Orang yang memahami Tuhannya juga akan menyadari keterbatasan dirinya. Adapun orang yang memahami keterbatasannya, akan giat belajar dan menghargai kehadiran orang lain dalam rangka menggosok batu permata dirinya. Bahwa manusia senantiasa dalam proses menjadi dengan memandang setiap momen sebagai kebaruan yang harus diisi dengan belajar dan bekerja untuk menyempurnakan dirinya.

Sunyi Itu Kudus

Dalam kegaduhan, apakah bisa dihayati Ketuhanan? Inti ketuhanan adalah bercengkrama dengan kekudusan (nominous). Hanya dalam sunyi, kedirian mudah menyatu dalam kekudusan.

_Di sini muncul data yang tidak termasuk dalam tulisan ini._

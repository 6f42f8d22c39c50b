use axum::Json;
use serde::Serialize;

/// ヘルスチェックレスポンス
#[derive(Debug, Serialize)]
pub struct HealthResponse {
    pub status: &'static str,
    pub service: &'static str,
    pub version: &'static str,
}

/// ヘルスチェックハンドラー
///
/// GET /api/health
///
/// 稼働確認用。DBには触れない（プール枯渇時もヘルスチェック自体は通す）
pub async fn health_check() -> Json<HealthResponse> {
    Json(HealthResponse {
        status: "ok",
        service: env!("CARGO_PKG_NAME"),
        version: env!("CARGO_PKG_VERSION"),
    })
}

#[cfg(test)]
mod tests {
    use super::*;

    #[tokio::test]
    async fn test_health_check_returns_ok() {
        let response = health_check().await;
        assert_eq!(response.status, "ok");
        assert_eq!(response.service, "cinegate");
    }
}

Secara kuat hal ini dibahasakan Amir Hamzah, "sunyi itu kudus". Dalam kesunyian kesunyatan menurut Abraham Maslow, kebatinan mikrokosmos menyatu dengan kebatinan makrokosmos; tidak ada oposisi, kesenjangan, dan perbedaan antara ego dan kosmos; bahwa bahasa jiwa merupakan vibrasi dari semesta.

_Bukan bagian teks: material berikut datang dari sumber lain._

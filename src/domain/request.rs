use std::collections::{BTreeMap, BTreeSet};

use crate::domain::validation::ValidationError;
use crate::domain::value::{
    CallbackUrl, GroupId, Msisdn, ReportType, Sender, Timestamp, parse_http_url,
};

/// Settings shared by every batch variant.
///
/// All fields are optional; `None` leaves the server default in place and is omitted on the wire.
#[derive(Debug, Clone, Default, PartialEq, Eq)]
pub struct BatchOptions {
    pub sender: Option<Sender>,
    pub delivery_report: Option<ReportType>,
    /// Scheduled send time; `None` or a past time sends immediately.
    pub send_at: Option<Timestamp>,
    /// Messages not delivered by this time expire.
    pub expire_at: Option<Timestamp>,
    pub callback_url: Option<CallbackUrl>,
    pub feedback_enabled: Option<bool>,
    /// Echoed back in delivery reports and callbacks for this batch.
    pub client_reference: Option<String>,
}

/// Substitution values for one template parameter of a text or MMS batch.
///
/// Invariant: no substitution is keyed by the reserved name [`ParameterValues::DEFAULT_KEY`].
#[derive(Debug, Clone, Default, PartialEq, Eq)]
pub struct ParameterValues {
    substitutions: BTreeMap<String, String>,
    default_value: Option<String>,
}

impl ParameterValues {
    /// Wire key holding the fallback value.
    pub const DEFAULT_KEY: &'static str = "default";

    pub fn new(
        substitutions: BTreeMap<String, String>,
        default_value: Option<String>,
    ) -> Result<Self, ValidationError> {
        if substitutions.contains_key(Self::DEFAULT_KEY) {
            return Err(ValidationError::ReservedKey {
                key: Self::DEFAULT_KEY,
            });
        }
        Ok(Self {
            substitutions,
            default_value,
        })
    }

    /// Parameter that resolves to `value` for every recipient.
    pub fn with_default(value: impl Into<String>) -> Self {
        Self {
            substitutions: BTreeMap::new(),
            default_value: Some(value.into()),
        }
    }

    /// Per-recipient substitutions, keyed by recipient address.
    pub fn substitutions(&self) -> &BTreeMap<String, String> {
        &self.substitutions
    }

    pub fn default_value(&self) -> Option<&str> {
        self.default_value.as_deref()
    }

    /// Value the server substitutes for `recipient`.
    pub fn resolve(&self, recipient: &str) -> Option<&str> {
        self.substitutions
            .get(recipient)
            .map(String::as_str)
            .or(self.default_value.as_deref())
    }
}

/// Template parameters by name.
pub type Parameters = BTreeMap<String, ParameterValues>;

#[derive(Debug, Clone, PartialEq, Eq)]
pub struct TextMessage {
    body: String,
    parameters: Parameters,
}

impl TextMessage {
    pub fn new(body: impl Into<String>) -> Self {
        Self {
            body: body.into(),
            parameters: Parameters::new(),
        }
    }

    /// Attach substitution values for the `${name}` placeholder in the body.
    pub fn with_parameter(mut self, name: impl Into<String>, values: ParameterValues) -> Self {
        self.parameters.insert(name.into(), values);
        self
    }

    pub fn body(&self) -> &str {
        &self.body
    }

    pub fn parameters(&self) -> &Parameters {
        &self.parameters
    }
}

/// Raw binary SMS payload.
///
/// Neither the body nor the UDH is inspected; the server validates their content.
#[derive(Debug, Clone, PartialEq, Eq)]
pub struct BinaryMessage {
    body: Vec<u8>,
    udh: Vec<u8>,
}

impl BinaryMessage {
    pub fn new(body: impl Into<Vec<u8>>, udh: impl Into<Vec<u8>>) -> Self {
        Self {
            body: body.into(),
            udh: udh.into(),
        }
    }

    pub fn body(&self) -> &[u8] {
        &self.body
    }

    /// User Data Header bytes.
    pub fn udh(&self) -> &[u8] {
        &self.udh
    }
}

/// Media reference of an MMS batch.
#[derive(Debug, Clone, PartialEq, Eq)]
pub struct MediaBody {
    url: url::Url,
    message: Option<String>,
}

impl MediaBody {
    /// JSON property holding the media location (`url`).
    pub const FIELD: &'static str = "url";

    /// Reference media hosted at `url` (absolute `http`/`https`).
    pub fn new(url: impl Into<String>) -> Result<Self, ValidationError> {
        Ok(Self {
            url: parse_http_url(Self::FIELD, url.into())?,
            message: None,
        })
    }

    /// Text shown alongside the media.
    pub fn with_message(mut self, message: impl Into<String>) -> Self {
        self.message = Some(message.into());
        self
    }

    pub fn url(&self) -> &url::Url {
        &self.url
    }

    pub fn message(&self) -> Option<&str> {
        self.message.as_deref()
    }
}

#[derive(Debug, Clone, PartialEq, Eq)]
pub struct MmsMessage {
    body: MediaBody,
    parameters: Parameters,
    strict_validation: Option<bool>,
}

impl MmsMessage {
    pub fn new(body: MediaBody) -> Self {
        Self {
            body,
            parameters: Parameters::new(),
            strict_validation: None,
        }
    }

    pub fn with_parameter(mut self, name: impl Into<String>, values: ParameterValues) -> Self {
        self.parameters.insert(name.into(), values);
        self
    }

    /// Ask the server to reject media that fails its content checks.
    pub fn with_strict_validation(mut self, strict: bool) -> Self {
        self.strict_validation = Some(strict);
        self
    }

    pub fn body(&self) -> &MediaBody {
        &self.body
    }

    pub fn parameters(&self) -> &Parameters {
        &self.parameters
    }

    pub fn strict_validation(&self) -> Option<bool> {
        self.strict_validation
    }
}

/// Payload of an outbound (MT) batch, one variant per `type`.
#[derive(Debug, Clone, PartialEq, Eq)]
pub enum BatchMessage {
    Text(TextMessage),
    Binary(BinaryMessage),
    Mms(MmsMessage),
}

/// A validated outbound batch.
///
/// Invariant: at least one recipient.
#[derive(Debug, Clone, PartialEq, Eq)]
pub struct BatchCreate {
    recipients: Vec<Msisdn>,
    message: BatchMessage,
    options: BatchOptions,
}

impl BatchCreate {
    pub fn new(
        recipients: Vec<Msisdn>,
        message: BatchMessage,
        options: BatchOptions,
    ) -> Result<Self, ValidationError> {
        if recipients.is_empty() {
            return Err(ValidationError::Empty {
                field: Msisdn::FIELD,
            });
        }
        Ok(Self {
            recipients,
            message,
            options,
        })
    }

    pub fn text(
        recipients: Vec<Msisdn>,
        message: TextMessage,
        options: BatchOptions,
    ) -> Result<Self, ValidationError> {
        Self::new(recipients, BatchMessage::Text(message), options)
    }

    pub fn binary(
        recipients: Vec<Msisdn>,
        message: BinaryMessage,
        options: BatchOptions,
    ) -> Result<Self, ValidationError> {
        Self::new(recipients, BatchMessage::Binary(message), options)
    }

    pub fn mms(
        recipients: Vec<Msisdn>,
        message: MmsMessage,
        options: BatchOptions,
    ) -> Result<Self, ValidationError> {
        Self::new(recipients, BatchMessage::Mms(message), options)
    }

    pub fn recipients(&self) -> &[Msisdn] {
        &self.recipients
    }

    pub fn message(&self) -> &BatchMessage {
        &self.message
    }

    pub fn options(&self) -> &BatchOptions {
        &self.options
    }
}

/// Batch settings that can be changed after submission.
#[derive(Debug, Clone, Default, PartialEq, Eq)]
pub struct BatchUpdateOptions {
    pub sender: Option<Sender>,
    pub delivery_report: Option<ReportType>,
    pub send_at: Option<Timestamp>,
    pub expire_at: Option<Timestamp>,
    pub callback_url: Option<CallbackUrl>,
}

#[derive(Debug, Clone, Default, PartialEq, Eq)]
pub struct TextUpdate {
    pub body: Option<String>,
    pub parameters: Option<Parameters>,
}

#[derive(Debug, Clone, Default, PartialEq, Eq)]
pub struct BinaryUpdate {
    pub body: Option<Vec<u8>>,
    pub udh: Option<Vec<u8>>,
}

#[derive(Debug, Clone, Default, PartialEq, Eq)]
pub struct MmsUpdate {
    pub body: Option<MediaBody>,
    pub parameters: Option<Parameters>,
    pub strict_validation: Option<bool>,
}

/// Payload changes of a batch update; the variant must match the batch being updated.
#[derive(Debug, Clone, PartialEq, Eq)]
pub enum BatchUpdateMessage {
    Text(TextUpdate),
    Binary(BinaryUpdate),
    Mms(MmsUpdate),
}

/// Changes to a batch that has not been sent yet.
#[derive(Debug, Clone, PartialEq, Eq)]
pub struct BatchUpdate {
    recipient_insertions: Vec<Msisdn>,
    recipient_removals: Vec<Msisdn>,
    message: BatchUpdateMessage,
    options: BatchUpdateOptions,
}

impl BatchUpdate {
    pub fn new(message: BatchUpdateMessage, options: BatchUpdateOptions) -> Self {
        Self {
            recipient_insertions: Vec::new(),
            recipient_removals: Vec::new(),
            message,
            options,
        }
    }

    pub fn add_recipients(mut self, recipients: impl IntoIterator<Item = Msisdn>) -> Self {
        self.recipient_insertions.extend(recipients);
        self
    }

    pub fn remove_recipients(mut self, recipients: impl IntoIterator<Item = Msisdn>) -> Self {
        self.recipient_removals.extend(recipients);
        self
    }

    pub fn recipient_insertions(&self) -> &[Msisdn] {
        &self.recipient_insertions
    }

    pub fn recipient_removals(&self) -> &[Msisdn] {
        &self.recipient_removals
    }

    pub fn message(&self) -> &BatchUpdateMessage {
        &self.message
    }

    pub fn options(&self) -> &BatchUpdateOptions {
        &self.options
    }
}

/// Keyword trigger of an [`AutoUpdate`]. Either word may be absent.
#[derive(Debug, Clone, Default, PartialEq, Eq)]
pub struct KeywordPair {
    pub first_word: Option<String>,
    pub second_word: Option<String>,
}

impl KeywordPair {
    pub fn new(first_word: impl Into<String>) -> Self {
        Self {
            first_word: Some(first_word.into()),
            second_word: None,
        }
    }

    pub fn with_second_word(mut self, word: impl Into<String>) -> Self {
        self.second_word = Some(word.into());
        self
    }
}

/// Lets end users join or leave a group by texting a keyword to `recipient`.
#[derive(Debug, Clone, PartialEq, Eq)]
pub struct AutoUpdate {
    recipient: Msisdn,
    add: Option<KeywordPair>,
    remove: Option<KeywordPair>,
}

impl AutoUpdate {
    pub fn new(recipient: Msisdn) -> Self {
        Self {
            recipient,
            add: None,
            remove: None,
        }
    }

    pub fn on_add(mut self, keywords: KeywordPair) -> Self {
        self.add = Some(keywords);
        self
    }

    pub fn on_remove(mut self, keywords: KeywordPair) -> Self {
        self.remove = Some(keywords);
        self
    }

    /// MSISDN or short code that receives the trigger messages.
    pub fn recipient(&self) -> &Msisdn {
        &self.recipient
    }

    pub fn add(&self) -> Option<&KeywordPair> {
        self.add.as_ref()
    }

    pub fn remove(&self) -> Option<&KeywordPair> {
        self.remove.as_ref()
    }
}

#[derive(Debug, Clone, Default, PartialEq, Eq)]
pub struct GroupCreate {
    pub name: Option<String>,
    pub members: BTreeSet<Msisdn>,
    pub child_groups: BTreeSet<GroupId>,
    pub auto_update: Option<AutoUpdate>,
    pub tags: BTreeSet<String>,
}

#[derive(Debug, Clone, Default, PartialEq, Eq)]
pub struct GroupUpdate {
    pub name: Option<String>,
    pub member_insertions: BTreeSet<Msisdn>,
    pub member_removals: BTreeSet<Msisdn>,
    /// Copy every member of this group into the updated group.
    pub add_from_group: Option<GroupId>,
    /// Drop every member of this group from the updated group.
    pub remove_from_group: Option<GroupId>,
    pub auto_update: Option<AutoUpdate>,
}

/// Tag changes for a batch or group.
///
/// Invariant: insertions and removals are disjoint.
#[derive(Debug, Clone, Default, PartialEq, Eq)]
pub struct TagsUpdate {
    insertions: BTreeSet<String>,
    removals: BTreeSet<String>,
}

impl TagsUpdate {
    pub fn new(
        insertions: BTreeSet<String>,
        removals: BTreeSet<String>,
    ) -> Result<Self, ValidationError> {
        if let Some(tag) = insertions.intersection(&removals).next() {
            return Err(ValidationError::OverlappingTags { tag: tag.clone() });
        }
        Ok(Self {
            insertions,
            removals,
        })
    }

    pub fn insertions(&self) -> &BTreeSet<String> {
        &self.insertions
    }

    pub fn removals(&self) -> &BTreeSet<String> {
        &self.removals
    }
}

/// Confirms successful delivery to the listed recipients of a batch sent with
/// `feedback_enabled`.
#[derive(Debug, Clone, Default, PartialEq, Eq)]
pub struct DeliveryFeedback {
    recipients: Vec<Msisdn>,
}

impl DeliveryFeedback {
    pub fn new(recipients: Vec<Msisdn>) -> Self {
        Self { recipients }
    }

    pub fn recipients(&self) -> &[Msisdn] {
        &self.recipients
    }
}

Di tengah hiruk-pikuk gebyar lahir yang miskin perenungan dan perasaan, mari kita lahirkan kembali spirit ketuhanan yang welas asih lewat khikmat kesunyian. Seperti kata 'Ali Bin Abi Thalib', "Sepatutnya seorang hamba merasakan kehadiran Tuhan pada waktu sendirian (ketika tidak dilihat orang banyak), memelihara dirinya dari segala cela, dan bertambah kebaikannya ketika usianya bertambah tua."

Hanya dalam kesunyian pribadi yang bertanggung jawab, ketuhanan bisa membawa kehidupan publik yang damai dan sentosa. Tentram di hati, sejahtera di bumi.

Jalan Sunyi Pengorbanan

Hanya dalam diam, Tuhan sebagai bahasa kebenaran punya ruang untuk hadir di relung hati, menemani kita dalam sunyi. Seperti kata Bunda Teresa, "Tuhan adalah karib kesunyian. Pepohonan, bunga, dan rerumputan tumbuh dalam kesunyian. Tengok juga bintang, bulan, dan matahari, semua bergerak dalam sunyi."

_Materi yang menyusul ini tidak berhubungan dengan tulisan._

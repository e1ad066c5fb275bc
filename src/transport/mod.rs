//! Transport layer: wire-format details (JSON property names, discriminators,
//! hex and timestamp field encodings, query parameters).

mod batch;
mod delivery_report;
mod filter;
mod group;
mod inbound;
mod page;
mod parameters;
mod wire;

use crate::domain::ValidationError;

pub use batch::{
    decode_batch_create_json, decode_batch_result_json, decode_batch_update_json,
    decode_dry_run_json, encode_batch_create, encode_batch_result, encode_batch_update,
    encode_dry_run,
};
pub use delivery_report::{
    decode_batch_report_json, decode_callback_json, decode_recipient_report_json,
    encode_batch_report, encode_recipient_report,
};
pub use filter::{
    encode_batch_delivery_report_query, encode_batch_filter_query,
    encode_delivery_report_filter_query, encode_group_filter_query, encode_inbounds_filter_query,
};
pub use group::{
    decode_group_result_json, decode_tags_json, decode_tags_update_json, encode_delivery_feedback,
    encode_group_create, encode_group_result, encode_group_update, encode_tags,
    encode_tags_update,
};
pub use inbound::{decode_inbound_json, encode_inbound};
pub use page::{
    decode_batch_page_json, decode_delivery_report_page_json, decode_group_page_json,
    decode_inbound_page_json, encode_batch_page, encode_delivery_report_page, encode_group_page,
    encode_inbound_page,
};
pub use parameters::{decode_parameter_values_json, encode_parameter_values};

/// Errors raised while mapping JSON into domain values.
///
/// Every variant that concerns a single property names it.
#[derive(Debug, thiserror::Error)]
pub enum DecodingError {
    #[error("invalid JSON: {0}")]
    Json(#[from] serde_json::Error),

    #[error("missing required field `{field}`")]
    MissingField { field: &'static str },

    #[error("unknown {entity} type `{found}`")]
    UnknownType { entity: &'static str, found: String },

    #[error("field `{field}` is not valid hex: {source}")]
    InvalidHex {
        field: &'static str,
        #[source]
        source: hex::FromHexError,
    },

    #[error("field `{field}` is not an ISO-8601 timestamp with offset: {source}")]
    InvalidTimestamp {
        field: &'static str,
        #[source]
        source: chrono::ParseError,
    },

    #[error("field `{field}` is invalid: {source}")]
    InvalidValue {
        field: &'static str,
        #[source]
        source: ValidationError,
    },

    #[error("field `{field}` has unsupported value {value}")]
    UnsupportedValue { field: &'static str, value: String },

    /// A property is present but of the wrong JSON type; `field` is its path
    /// (`udh`, `to[1]`, `statuses[0].count`).
    #[error("field `{field}` has the wrong type: {source}")]
    InvalidType {
        field: String,
        #[source]
        source: serde_json::Error,
    },
}

impl DecodingError {
    /// JSON property the error is about, when it concerns a single one.
    pub fn field(&self) -> Option<&str> {
        match self {
            Self::Json(_) => None,
            Self::UnknownType { .. } => Some(wire::TYPE_FIELD),
            Self::MissingField { field }
            | Self::InvalidHex { field, .. }
            | Self::InvalidTimestamp { field, .. }
            | Self::InvalidValue { field, .. }
            | Self::UnsupportedValue { field, .. } => Some(*field),
            Self::InvalidType { field, .. } => Some(field.as_str()),
        }
    }
}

Momen Kesunyian inilah yang mesti dihadirkan umat Islam ketika memasuki masjid dan "rumah Allah" (baitullah).

Alhasil, kesunyian menghadirkan kekayaan yang lain, yang tidak dimiliki oleh kebanyakan manusia modern. Manusia modern boleh jadi bergelimang harta benda, tetapi acap kali mengidap kemiskinan yang lain. Bukan hanya kemiskinan keterasingan, tetapi juga kemiskinan spiritual, yang membuat mereka hidup dengan penuh kecemasan dan kekerasan.

Hanya dengan belajar menghikmati sunyi, manusia modern punya harapan untuk keluar dari kemiskinan sejenis ini. Dalam kata-kata Bunda Teresa, "Buah dari kesunyian adalah peribadatan; buah dari peribadatan adalah keyakinan; buah dari keyakinan adalah kecintaan; buah dari kecintaan adalah pelayanan; buah dari pelayanan adalah perdamaian."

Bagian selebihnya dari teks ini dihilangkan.